En ocasiones, o tal vez con más frecuencia de lo que nos atrevemos a aceptar, las relaciones entre las personas se vuelven anodinas, vacías, llenas de una levedad que suele tener como consecuencia permanente el avanzar por el mundo sin propósito alguno y sin ganas de querer tenerlo. En ocasiones, esas vidas insulsas se entrecruzan, exploran el deseo de lo nuevo, viven el segundo de lo definitivo, se gastan y se alejan. Desaparecen. Se hacen nada. Siguen rumbos que no conocemos. Se olvidan, simplemente, como sucede con todo aquello que no tiene sustancia. Vidas que se volatilizan, ausentes de todo peso. Vidas que pasan sin dejar rastro de sí. «[…] te llamo, me llamas, nos llamamos».

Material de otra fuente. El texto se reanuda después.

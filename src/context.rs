//! Situational combat state that modifier conditions evaluate against

use std::collections::HashMap;

use serde::{Deserialize, Serialize};

/// Standard target armor used when a request does not override it.
pub const DEFAULT_TARGET_ARMOR: f64 = 2597.0;

/// Boons the player can carry.
#[derive(Debug, Clone, Copy, PartialEq, Eq, Hash, Serialize, Deserialize)]
#[serde(rename_all = "snake_case")]
pub enum Boon {
    Might,
    Fury,
    Quickness,
    Alacrity,
    Protection,
    Regeneration,
    Resolution,
    Vigor,
    Swiftness,
    Stability,
    Aegis,
}

impl Boon {
    /// Intensity-stacking boons cap at 25; the rest stack in duration and
    /// are tracked as a single stack.
    pub fn max_stacks(self) -> u32 {
        match self {
            Boon::Might | Boon::Stability => 25,
            _ => 1,
        }
    }
}

/// Conditions (debuffs) the target can carry.
#[derive(Debug, Clone, Copy, PartialEq, Eq, Hash, Serialize, Deserialize)]
#[serde(rename_all = "snake_case")]
pub enum ConditionKind {
    Bleeding,
    Burning,
    Poison,
    Torment,
    Confusion,
    Vulnerability,
    Weakness,
    Cripple,
    Chill,
    Immobilize,
}

impl ConditionKind {
    pub fn max_stacks(self) -> u32 {
        match self {
            ConditionKind::Bleeding
            | ConditionKind::Burning
            | ConditionKind::Poison
            | ConditionKind::Torment
            | ConditionKind::Confusion
            | ConditionKind::Vulnerability => 25,
            _ => 1,
        }
    }

    /// Base damage per tick per stack, before condition damage scaling.
    /// Non-damaging conditions return None.
    pub fn tick_base(self) -> Option<f64> {
        match self {
            ConditionKind::Bleeding => Some(22.0),
            ConditionKind::Burning => Some(131.0),
            ConditionKind::Poison => Some(33.5),
            ConditionKind::Torment => Some(31.8),
            ConditionKind::Confusion => Some(18.0),
            _ => None,
        }
    }

    pub fn from_name(name: &str) -> Option<ConditionKind> {
        match name.to_lowercase().as_str() {
            "bleeding" | "bleed" => Some(ConditionKind::Bleeding),
            "burning" | "burn" => Some(ConditionKind::Burning),
            "poison" => Some(ConditionKind::Poison),
            "torment" => Some(ConditionKind::Torment),
            "confusion" => Some(ConditionKind::Confusion),
            "vulnerability" | "vuln" => Some(ConditionKind::Vulnerability),
            "weakness" => Some(ConditionKind::Weakness),
            "cripple" => Some(ConditionKind::Cripple),
            "chill" => Some(ConditionKind::Chill),
            "immobilize" | "immob" => Some(ConditionKind::Immobilize),
            _ => None,
        }
    }
}

/// Mutable fight state: boon stacks on the player, condition stacks on the
/// target, positioning, and the clock. Stack mutation goes through the
/// add/remove operations so per-effect caps hold. During a candidate search
/// one context is built up front and scored against read-only.
#[derive(Debug, Clone)]
pub struct CombatContext {
    boons: HashMap<Boon, u32>,
    target_conditions: HashMap<ConditionKind, u32>,
    pub target_armor: f64,
    pub target_has_resistance: bool,
    /// Player health as a fraction of maximum, 0.0..=1.0.
    pub player_health_pct: f64,
    pub target_health_pct: f64,
    /// Distance to the target in game units.
    pub distance: f64,
    pub flanking: bool,
    pub behind_target: bool,
    /// Seconds since the fight started.
    pub elapsed: f64,
    recent_actions: Vec<(String, f64)>,
}

impl Default for CombatContext {
    fn default() -> Self {
        CombatContext {
            boons: HashMap::new(),
            target_conditions: HashMap::new(),
            target_armor: DEFAULT_TARGET_ARMOR,
            target_has_resistance: false,
            player_health_pct: 1.0,
            target_health_pct: 1.0,
            distance: 300.0,
            flanking: false,
            behind_target: false,
            elapsed: 0.0,
            recent_actions: Vec::new(),
        }
    }
}

impl CombatContext {
    pub fn new() -> Self {
        Self::default()
    }

    pub fn add_boon(&mut self, boon: Boon, stacks: u32) {
        let entry = self.boons.entry(boon).or_insert(0);
        *entry = (*entry + stacks).min(boon.max_stacks());
    }

    pub fn remove_boon(&mut self, boon: Boon, stacks: u32) {
        if let Some(entry) = self.boons.get_mut(&boon) {
            *entry = entry.saturating_sub(stacks);
            if *entry == 0 {
                self.boons.remove(&boon);
            }
        }
    }

    pub fn boon_stacks(&self, boon: Boon) -> u32 {
        self.boons.get(&boon).copied().unwrap_or(0)
    }

    pub fn has_boon(&self, boon: Boon) -> bool {
        self.boon_stacks(boon) > 0
    }

    /// Boons currently present, in no particular order.
    pub fn active_boons(&self) -> impl Iterator<Item = (Boon, u32)> + '_ {
        self.boons.iter().map(|(b, s)| (*b, *s))
    }

    pub fn add_target_condition(&mut self, kind: ConditionKind, stacks: u32) {
        let entry = self.target_conditions.entry(kind).or_insert(0);
        *entry = (*entry + stacks).min(kind.max_stacks());
    }

    pub fn remove_target_condition(&mut self, kind: ConditionKind, stacks: u32) {
        if let Some(entry) = self.target_conditions.get_mut(&kind) {
            *entry = entry.saturating_sub(stacks);
            if *entry == 0 {
                self.target_conditions.remove(&kind);
            }
        }
    }

    pub fn target_condition_stacks(&self, kind: ConditionKind) -> u32 {
        self.target_conditions.get(&kind).copied().unwrap_or(0)
    }

    pub fn target_has_condition(&self, kind: ConditionKind) -> bool {
        self.target_condition_stacks(kind) > 0
    }

    pub fn vulnerability_stacks(&self) -> u32 {
        self.target_condition_stacks(ConditionKind::Vulnerability)
    }

    /// Record an action (skill use, dodge, weapon swap) at the current clock.
    pub fn record_action(&mut self, name: &str) {
        let at = self.elapsed;
        self.recent_actions.push((name.to_string(), at));
    }

    /// True when `name` was recorded within the last `window` seconds.
    pub fn action_within(&self, name: &str, window: f64) -> bool {
        self.recent_actions
            .iter()
            .rev()
            .any(|(n, t)| n == name && self.elapsed - t <= window)
    }

    // Builder-style helpers for assembling a scoring context.

    pub fn with_boon(mut self, boon: Boon, stacks: u32) -> Self {
        self.add_boon(boon, stacks);
        self
    }

    pub fn with_target_condition(mut self, kind: ConditionKind, stacks: u32) -> Self {
        self.add_target_condition(kind, stacks);
        self
    }

    pub fn with_target_armor(mut self, armor: f64) -> Self {
        self.target_armor = armor;
        self
    }

    pub fn with_flanking(mut self, flanking: bool) -> Self {
        self.flanking = flanking;
        self
    }

    pub fn with_action(mut self, name: &str) -> Self {
        self.record_action(name);
        self
    }
}

#[cfg(test)]
mod tests {
    use super::*;

    #[test]
    fn boon_stacks_respect_caps() {
        let mut ctx = CombatContext::new();
        ctx.add_boon(Boon::Might, 30);
        assert_eq!(ctx.boon_stacks(Boon::Might), 25);
        ctx.add_boon(Boon::Fury, 5);
        assert_eq!(ctx.boon_stacks(Boon::Fury), 1);
    }

    #[test]
    fn condition_stacks_respect_caps() {
        let mut ctx = CombatContext::new();
        ctx.add_target_condition(ConditionKind::Vulnerability, 10);
        ctx.add_target_condition(ConditionKind::Vulnerability, 20);
        assert_eq!(ctx.vulnerability_stacks(), 25);
        ctx.add_target_condition(ConditionKind::Chill, 4);
        assert_eq!(ctx.target_condition_stacks(ConditionKind::Chill), 1);
    }

    #[test]
    fn remove_floors_at_zero_and_clears_entry() {
        let mut ctx = CombatContext::new();
        ctx.add_boon(Boon::Might, 5);
        ctx.remove_boon(Boon::Might, 10);
        assert_eq!(ctx.boon_stacks(Boon::Might), 0);
        assert!(!ctx.has_boon(Boon::Might));
    }

    #[test]
    fn recent_actions_window() {
        let mut ctx = CombatContext::new();
        ctx.record_action("weapon_swap");
        ctx.elapsed = 4.0;
        assert!(ctx.action_within("weapon_swap", 5.0));
        assert!(!ctx.action_within("weapon_swap", 3.0));
        assert!(!ctx.action_within("dodge", 10.0));
    }
}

Jean Echenoz (Orange, 1947) convierte la tragedia del sinsentido en una tromba.
La irrupción de los personajes en el relato, el avance avasallador de
las acciones que instalan un mecanismo desquiciado de encuentros y
desencuentros, la presencia del narrador cuya omnisciencia rompe la
cuarta pared para interpelar permanentemente al lector, hacen de Enviada especial
un relato que transcurre a velocidad de cine, que no se detiene, que
superpone los acontecimientos y los desata sin mayor aviso. Echenoz, en
todo el esplendor de la novela negra: secuestro, pagos y rescate que
nunca se realizan, planes que no resultan, música que nunca se escribe,
relaciones apenas rozadas por la insatisfacción de la carne.
La historia transcurre acelerada desde el rapto de Contance, la
desidia de Tausk, su esposo, el placentero encierro de la raptada,
síndrome de Estocolmo mediante, la vuelta a la escena de un crimen muy
antiguo, las inmensas ganas de componer y volver al pop como en los
viejos tiempos, el vacío que se siente siempre, personajes que aparecen,
que se vinculan como en un juego de escena manejado por otro,
desaparecen, se los lleva la muerte, la acción de la muerte, personajes
pusilánimes, sin consistencia que siguen tramando deseos de gloria,
trascendencia en lo inmediato. Desde París a Pyongyang, una trama
manejada por un general venido a menos, Constance siempre en el centro
de lo que sucede, espía ahora, inmersa en el vacío de lo que es Corea
del Norte, edificios, carreteras vacías, escapes y nada, nada más.
El lector asiste a los acontecimientos como embrujado por el
relato de un narrador que permanentemente le está haciendo guiños de
complicidad, lo atrapa con su ironía, lo sujeta a la realidad de lo que
narra, lo hace testigo definitivo de lo que cuenta. Notable
forma de hacer entrar al lector en la historia: «Entretanto, pasean por
las avenidas del parque donde, instalados en un lugar estratégico, Objat
observa sus idas y venidas, tampoco comprendemos, a pesar de nuestra omnisciencia, cómo ha podido informarse de esa cita que parece, la verdad, no llevar mal camino».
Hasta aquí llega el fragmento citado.